Liuzzo knew firsthand about the racial injustices that African Americans often suffered in the South, having spent some of her youth in Tennessee and Georgia, among other places. Her decision to go to Alabama was influenced by the “Bloody Sunday” events in Selma.
Not long after her arrival, in an effort to register African-American voters in Selma, Liuzzo was murdered by members of the Ku Klux Klan while driving a black man from Montgomery to Selma. She was the only known white female killed during the Civil Rights Movement.
Years after her brutal murder Viola Gregg Liuzzo was among the 40 civil rights martyrs honored on the Civil Rights Memorial in Montgomery, created in 1989. Two years later, the Women of the Southern Christian Leadership Conference placed a marker where she was killed on Highway 80.

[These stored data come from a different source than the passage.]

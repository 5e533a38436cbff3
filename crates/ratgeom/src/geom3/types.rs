//! `Vector3` / `Vertex3` and their operators.

use std::ops::{Add, Div, Mul, Neg, Sub};

use nalgebra::{Point3, Vector3 as NVector3};
use num_bigint::BigInt;
use num_traits::Zero;

use crate::error::Result;
use crate::rational::{Rational, RoundingMode};

/// Exact 3D displacement.
#[derive(Clone, Debug, PartialEq, Eq, Hash)]
pub struct Vector3 {
    pub x: Rational,
    pub y: Rational,
    pub z: Rational,
}

/// Exact 3D point. Hashable, so it can key the hull's edge maps.
#[derive(Clone, Debug, PartialEq, Eq, Hash)]
pub struct Vertex3 {
    pub x: Rational,
    pub y: Rational,
    pub z: Rational,
}

impl Vector3 {
    #[inline]
    pub fn new(x: impl Into<Rational>, y: impl Into<Rational>, z: impl Into<Rational>) -> Self {
        Self {
            x: x.into(),
            y: y.into(),
            z: z.into(),
        }
    }

    #[inline]
    pub fn zero() -> Self {
        Self::new(Rational::zero(), Rational::zero(), Rational::zero())
    }

    #[inline]
    pub fn is_zero(&self) -> bool {
        self.x.is_zero() && self.y.is_zero() && self.z.is_zero()
    }

    pub fn dot(&self, other: &Self) -> Rational {
        &self.x * &other.x + &self.y * &other.y + &self.z * &other.z
    }

    pub fn cross(&self, other: &Self) -> Self {
        Self {
            x: &self.y * &other.z - &self.z * &other.y,
            y: &self.z * &other.x - &self.x * &other.z,
            z: &self.x * &other.y - &self.y * &other.x,
        }
    }

    #[inline]
    pub fn is_parallel_to(&self, other: &Self) -> bool {
        self.cross(other).is_zero()
    }

    #[inline]
    pub fn is_perpendicular_to(&self, other: &Self) -> bool {
        self.dot(other).is_zero()
    }

    #[inline]
    pub fn length_squared(&self) -> Rational {
        self.dot(self)
    }

    /// Scalar `s` with `axis * s` the projection of `self` onto `axis`.
    /// Fails with `DivideByZero` for a zero axis.
    pub fn scaled_length_along(&self, axis: &Self) -> Result<Rational> {
        self.dot(axis).checked_div(&axis.length_squared())
    }

    pub fn component_along(&self, axis: &Self) -> Result<Self> {
        Ok(axis * &self.scaled_length_along(axis)?)
    }

    /// `self − component_along(axis)`; the two parts sum back to `self` exactly.
    pub fn component_ortho(&self, axis: &Self) -> Result<Self> {
        Ok(self - &self.component_along(axis)?)
    }

    pub fn try_from_nalgebra(v: &NVector3<f64>) -> Result<Self> {
        Ok(Self {
            x: Rational::from_f64(v.x)?,
            y: Rational::from_f64(v.y)?,
            z: Rational::from_f64(v.z)?,
        })
    }

    pub fn to_nalgebra(&self, mode: RoundingMode) -> NVector3<f64> {
        NVector3::new(self.x.to_f64(mode), self.y.to_f64(mode), self.z.to_f64(mode))
    }
}

impl Vertex3 {
    #[inline]
    pub fn new(x: impl Into<Rational>, y: impl Into<Rational>, z: impl Into<Rational>) -> Self {
        Self {
            x: x.into(),
            y: y.into(),
            z: z.into(),
        }
    }

    #[inline]
    pub fn origin() -> Self {
        Self::new(Rational::zero(), Rational::zero(), Rational::zero())
    }

    /// Exact vertex from a finite float point; NaN/∞ coordinates fail with
    /// `NotRepresentable`.
    pub fn try_from_point(p: &Point3<f64>) -> Result<Self> {
        Ok(Self {
            x: Rational::from_f64(p.x)?,
            y: Rational::from_f64(p.y)?,
            z: Rational::from_f64(p.z)?,
        })
    }

    pub fn to_point(&self, mode: RoundingMode) -> Point3<f64> {
        Point3::new(self.x.to_f64(mode), self.y.to_f64(mode), self.z.to_f64(mode))
    }
}

impl<'a, 'b> Add<&'b Vector3> for &'a Vector3 {
    type Output = Vector3;
    fn add(self, rhs: &'b Vector3) -> Vector3 {
        Vector3 {
            x: &self.x + &rhs.x,
            y: &self.y + &rhs.y,
            z: &self.z + &rhs.z,
        }
    }
}

impl<'a, 'b> Sub<&'b Vector3> for &'a Vector3 {
    type Output = Vector3;
    fn sub(self, rhs: &'b Vector3) -> Vector3 {
        Vector3 {
            x: &self.x - &rhs.x,
            y: &self.y - &rhs.y,
            z: &self.z - &rhs.z,
        }
    }
}

impl<'a, 'b> Mul<&'b Rational> for &'a Vector3 {
    type Output = Vector3;
    fn mul(self, s: &'b Rational) -> Vector3 {
        Vector3 {
            x: &self.x * s,
            y: &self.y * s,
            z: &self.z * s,
        }
    }
}

impl<'a, 'b> Mul<&'b Vector3> for &'a Rational {
    type Output = Vector3;
    fn mul(self, v: &'b Vector3) -> Vector3 {
        v * self
    }
}

impl<'a, 'b> Mul<&'b BigInt> for &'a Vector3 {
    type Output = Vector3;
    fn mul(self, s: &'b BigInt) -> Vector3 {
        Vector3 {
            x: &self.x * s,
            y: &self.y * s,
            z: &self.z * s,
        }
    }
}

impl<'a, 'b> Div<&'b Rational> for &'a Vector3 {
    type Output = Vector3;
    /// # Panics
    /// On a zero divisor.
    fn div(self, s: &'b Rational) -> Vector3 {
        Vector3 {
            x: &self.x / s,
            y: &self.y / s,
            z: &self.z / s,
        }
    }
}

impl<'a, 'b> Div<&'b BigInt> for &'a Vector3 {
    type Output = Vector3;
    /// # Panics
    /// On a zero divisor.
    fn div(self, s: &'b BigInt) -> Vector3 {
        Vector3 {
            x: &self.x / s,
            y: &self.y / s,
            z: &self.z / s,
        }
    }
}

impl Neg for &Vector3 {
    type Output = Vector3;
    fn neg(self) -> Vector3 {
        Vector3 {
            x: -&self.x,
            y: -&self.y,
            z: -&self.z,
        }
    }
}

impl Neg for Vector3 {
    type Output = Vector3;
    fn neg(self) -> Vector3 {
        -&self
    }
}

impl<'a, 'b> Sub<&'b Vertex3> for &'a Vertex3 {
    type Output = Vector3;
    fn sub(self, rhs: &'b Vertex3) -> Vector3 {
        Vector3 {
            x: &self.x - &rhs.x,
            y: &self.y - &rhs.y,
            z: &self.z - &rhs.z,
        }
    }
}

impl<'a, 'b> Add<&'b Vector3> for &'a Vertex3 {
    type Output = Vertex3;
    fn add(self, rhs: &'b Vector3) -> Vertex3 {
        Vertex3 {
            x: &self.x + &rhs.x,
            y: &self.y + &rhs.y,
            z: &self.z + &rhs.z,
        }
    }
}

impl<'a, 'b> Add<&'b Vertex3> for &'a Vector3 {
    type Output = Vertex3;
    fn add(self, rhs: &'b Vertex3) -> Vertex3 {
        rhs + self
    }
}

impl<'a, 'b> Sub<&'b Vector3> for &'a Vertex3 {
    type Output = Vertex3;
    fn sub(self, rhs: &'b Vector3) -> Vertex3 {
        Vertex3 {
            x: &self.x - &rhs.x,
            y: &self.y - &rhs.y,
            z: &self.z - &rhs.z,
        }
    }
}

forward_binop!(impl Add, add for Vector3, Vector3 => Vector3);
forward_binop!(impl Sub, sub for Vector3, Vector3 => Vector3);
forward_binop!(impl Mul, mul for Vector3, Rational => Vector3);
forward_binop!(impl Mul, mul for Rational, Vector3 => Vector3);
forward_binop!(impl Mul, mul for Vector3, BigInt => Vector3);
forward_binop!(impl Div, div for Vector3, Rational => Vector3);
forward_binop!(impl Div, div for Vector3, BigInt => Vector3);
forward_binop!(impl Sub, sub for Vertex3, Vertex3 => Vector3);
forward_binop!(impl Add, add for Vertex3, Vector3 => Vertex3);
forward_binop!(impl Add, add for Vector3, Vertex3 => Vertex3);
forward_binop!(impl Sub, sub for Vertex3, Vector3 => Vertex3);
//! Arithmetic operators. Every result is re-reduced through `Rational::reduced`.

use std::iter::{Product, Sum};
use std::ops::{Add, AddAssign, Div, DivAssign, Mul, MulAssign, Neg, Sub, SubAssign};

use num_bigint::BigInt;
use num_traits::Zero;

use super::types::Rational;

impl<'a, 'b> Add<&'b Rational> for &'a Rational {
    type Output = Rational;
    fn add(self, rhs: &'b Rational) -> Rational {
        if self.denom() == rhs.denom() {
            return Rational::reduced(self.numer() + rhs.numer(), self.denom().clone());
        }
        Rational::reduced(
            self.numer() * rhs.denom() + rhs.numer() * self.denom(),
            self.denom() * rhs.denom(),
        )
    }
}

impl<'a, 'b> Sub<&'b Rational> for &'a Rational {
    type Output = Rational;
    fn sub(self, rhs: &'b Rational) -> Rational {
        if self.denom() == rhs.denom() {
            return Rational::reduced(self.numer() - rhs.numer(), self.denom().clone());
        }
        Rational::reduced(
            self.numer() * rhs.denom() - rhs.numer() * self.denom(),
            self.denom() * rhs.denom(),
        )
    }
}

impl<'a, 'b> Mul<&'b Rational> for &'a Rational {
    type Output = Rational;
    fn mul(self, rhs: &'b Rational) -> Rational {
        Rational::reduced(self.numer() * rhs.numer(), self.denom() * rhs.denom())
    }
}

impl<'a, 'b> Div<&'b Rational> for &'a Rational {
    type Output = Rational;
    /// # Panics
    /// On a zero divisor, like integer division. Use `Rational::checked_div`
    /// to get `GeomError::DivideByZero` instead.
    fn div(self, rhs: &'b Rational) -> Rational {
        assert!(!rhs.is_zero(), "attempt to divide a rational by zero");
        Rational::reduced(self.numer() * rhs.denom(), self.denom() * rhs.numer())
    }
}

forward_binop!(impl Add, add for Rational, Rational => Rational);
forward_binop!(impl Sub, sub for Rational, Rational => Rational);
forward_binop!(impl Mul, mul for Rational, Rational => Rational);
forward_binop!(impl Div, div for Rational, Rational => Rational);

forward_assign!(impl AddAssign, add_assign, Add::add for Rational, Rational);
forward_assign!(impl SubAssign, sub_assign, Sub::sub for Rational, Rational);
forward_assign!(impl MulAssign, mul_assign, Mul::mul for Rational, Rational);
forward_assign!(impl DivAssign, div_assign, Div::div for Rational, Rational);

impl Neg for &Rational {
    type Output = Rational;
    fn neg(self) -> Rational {
        Rational::reduced(-self.numer(), self.denom().clone())
    }
}

impl Neg for Rational {
    type Output = Rational;
    fn neg(self) -> Rational {
        -&self
    }
}

// Mixed integer operands. Integers are `n/1`, so the denominators stay put.

impl<'a, 'b> Add<&'b BigInt> for &'a Rational {
    type Output = Rational;
    fn add(self, rhs: &'b BigInt) -> Rational {
        Rational::reduced(self.numer() + rhs * self.denom(), self.denom().clone())
    }
}

impl<'a, 'b> Add<&'b Rational> for &'a BigInt {
    type Output = Rational;
    fn add(self, rhs: &'b Rational) -> Rational {
        rhs + self
    }
}

impl<'a, 'b> Sub<&'b BigInt> for &'a Rational {
    type Output = Rational;
    fn sub(self, rhs: &'b BigInt) -> Rational {
        Rational::reduced(self.numer() - rhs * self.denom(), self.denom().clone())
    }
}

impl<'a, 'b> Sub<&'b Rational> for &'a BigInt {
    type Output = Rational;
    fn sub(self, rhs: &'b Rational) -> Rational {
        Rational::reduced(self * rhs.denom() - rhs.numer(), rhs.denom().clone())
    }
}

impl<'a, 'b> Mul<&'b BigInt> for &'a Rational {
    type Output = Rational;
    fn mul(self, rhs: &'b BigInt) -> Rational {
        Rational::reduced(self.numer() * rhs, self.denom().clone())
    }
}

impl<'a, 'b> Mul<&'b Rational> for &'a BigInt {
    type Output = Rational;
    fn mul(self, rhs: &'b Rational) -> Rational {
        rhs * self
    }
}

impl<'a, 'b> Div<&'b BigInt> for &'a Rational {
    type Output = Rational;
    fn div(self, rhs: &'b BigInt) -> Rational {
        assert!(!rhs.is_zero(), "attempt to divide a rational by zero");
        Rational::reduced(self.numer().clone(), self.denom() * rhs)
    }
}

impl<'a, 'b> Div<&'b Rational> for &'a BigInt {
    type Output = Rational;
    fn div(self, rhs: &'b Rational) -> Rational {
        assert!(!rhs.is_zero(), "attempt to divide a rational by zero");
        Rational::reduced(self * rhs.denom(), rhs.numer().clone())
    }
}

forward_binop!(impl Add, add for Rational, BigInt => Rational);
forward_binop!(impl Add, add for BigInt, Rational => Rational);
forward_binop!(impl Sub, sub for Rational, BigInt => Rational);
forward_binop!(impl Sub, sub for BigInt, Rational => Rational);
forward_binop!(impl Mul, mul for Rational, BigInt => Rational);
forward_binop!(impl Mul, mul for BigInt, Rational => Rational);
forward_binop!(impl Div, div for Rational, BigInt => Rational);
forward_binop!(impl Div, div for BigInt, Rational => Rational);

impl Sum for Rational {
    fn sum<I: Iterator<Item = Rational>>(iter: I) -> Self {
        iter.fold(Rational::zero(), |acc, x| acc + x)
    }
}

impl<'a> Sum<&'a Rational> for Rational {
    fn sum<I: Iterator<Item = &'a Rational>>(iter: I) -> Self {
        iter.fold(Rational::zero(), |acc, x| acc + x)
    }
}

impl Product for Rational {
    fn product<I: Iterator<Item = Rational>>(iter: I) -> Self {
        iter.fold(Rational::from(1), |acc, x| acc * x)
    }
}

According to Biography.com, in 2004, Paola di Florio showed her documentary on Liuzzo, Home of the Brave, at the Sundance Film Festival. The critically acclaimed film explored Liuzzo’s story as well as the impact of her murder on her children. The children had sued the federal government over her murder, but their case was eventually dismissed. In 2006, Liuzzo was also inducted into the Michigan Hall of Fame.
For the bravery of women like Viola Gregg Liuzzo who fought for justice in a hateful and racially hostile environment, we salute you as we celebrate #NationalWomensHistoryMonth!